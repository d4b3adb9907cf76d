use crate::error::ParseError;

/// Maximum number of colon-separated fields in a duration string.
pub const MAXFIELDS: usize = 3;

/// Parses the duration argument and returns the total number of seconds to wait.
///
/// The unit of the first field depends on how many fields follow it:
///
/// - `A` is minutes.
/// - `A:B` is minutes and seconds.
/// - `A:B:C` is hours, minutes and seconds.
///
/// So `3.5:0` is three and a half minutes while `3.5:0:0` is three and a half hours.
///
/// Returns `Err(ParseError::Usage)` when there is no argument at all, and
/// `Err(ParseError::BadInput)` when the first field is not a number or the
/// total is negative or infinite. Fields after the first are optional; a
/// malformed one ends the scan and it and everything after it count as absent.
pub fn parse_duration(arg: Option<&str>) -> Result<f64, ParseError> {
    let arg = arg.ok_or(ParseError::Usage)?;
    let bad_input = || ParseError::BadInput(arg.to_string());

    let [minutes, seconds, extra] = scan_fields(arg);
    let minutes = match minutes {
        Some(v) if !v.is_nan() => v,
        _ => return Err(bad_input()),
    };

    let mut total = minutes * 60.0;
    if let Some(secs) = seconds {
        total += secs;
    }
    // A third field re-bases the first two as hours and minutes.
    if let Some(secs) = extra {
        total = total * 60.0 + secs;
    }

    if total.is_finite() && total >= 0.0 {
        Ok(total)
    } else {
        Err(bad_input())
    }
}

/// Splits the input into at most three numeric fields separated by ':'.
///
/// Scanning stops at the first field that does not start with a number, or at
/// the first character after a field that is not ':'. Fields that were never
/// reached are `None`, as are later fields that read as NaN.
fn scan_fields(input: &str) -> [Option<f64>; MAXFIELDS] {
    let mut fields = [None; MAXFIELDS];
    let mut rest = input;
    for (i, field) in fields.iter_mut().enumerate() {
        let Some((value, tail)) = scan_float(rest) else {
            break;
        };
        *field = if i > 0 && value.is_nan() {
            None
        } else {
            Some(value)
        };
        match tail.strip_prefix(':') {
            Some(next) => rest = next,
            None => break,
        }
    }
    fields
}

/// Reads the longest floating-point prefix of `input` after skipping leading
/// whitespace. Handles:
///
/// - An optional sign
/// - Decimal digits with an optional '.' and fraction
/// - An exponent, only when at least one digit follows the 'e'
/// - The words "inf", "infinity" and "nan" in any case
///
/// Returns the value together with the unconsumed remainder.
fn scan_float(input: &str) -> Option<(f64, &str)> {
    let s = input.trim_start();
    let bytes = s.as_bytes();
    let mut end = 0;

    let negative = match bytes.first() {
        Some(b'-') => {
            end += 1;
            true
        }
        Some(b'+') => {
            end += 1;
            false
        }
        _ => false,
    };

    for word in ["infinity", "inf", "nan"] {
        let matched = s
            .get(end..end + word.len())
            .map_or(false, |w| w.eq_ignore_ascii_case(word));
        if matched {
            let value = match word {
                "nan" => f64::NAN,
                _ if negative => f64::NEG_INFINITY,
                _ => f64::INFINITY,
            };
            return Some((value, &s[end + word.len()..]));
        }
    }

    let int_digits = count_digits(&bytes[end..]);
    end += int_digits;
    let mut frac_digits = 0;
    if bytes.get(end) == Some(&b'.') {
        frac_digits = count_digits(&bytes[end + 1..]);
        if int_digits > 0 || frac_digits > 0 {
            end += 1 + frac_digits;
        }
    }
    if int_digits == 0 && frac_digits == 0 {
        return None;
    }

    if matches!(bytes.get(end), Some(b'e' | b'E')) {
        let mut exp_end = end + 1;
        if matches!(bytes.get(exp_end), Some(b'+' | b'-')) {
            exp_end += 1;
        }
        let exp_digits = count_digits(&bytes[exp_end..]);
        if exp_digits > 0 {
            end = exp_end + exp_digits;
        }
    }

    let value = s[..end].parse::<f64>().ok()?;
    Some((value, &s[end..]))
}

fn count_digits(bytes: &[u8]) -> usize {
    bytes.iter().take_while(|b| b.is_ascii_digit()).count()
}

....

**WHAT THE TASK ASKS**
Reproduce the listing word for word from its first line up to and including the line with "count as absent.". Give no other lines.

**OUTPUT FOR THIS TASK**
repository d4b3adb9907cf76d
use crate::error::ParseError;

/// Maximum number of colon-separated fields in a duration string.
pub const MAXFIELDS: usize = 3;

/// Parses the duration argument and returns the total number of seconds to wait.
///
/// The unit of the first field depends on how many fields follow it:
///
/// - `A` is minutes.
/// - `A:B` is minutes and seconds.
/// - `A:B:C` is hours, minutes and seconds.
///
/// So `3.5:0` is three and a half minutes while `3.5:0:0` is three and a half hours.
///
/// Returns `Err(ParseError::Usage)` when there is no argument at all, and
/// `Err(ParseError::BadInput)` when the first field is not a number or the
/// total is negative or infinite. Fields after the first are optional; a
/// malformed one ends the scan and it and everything after it count as absent.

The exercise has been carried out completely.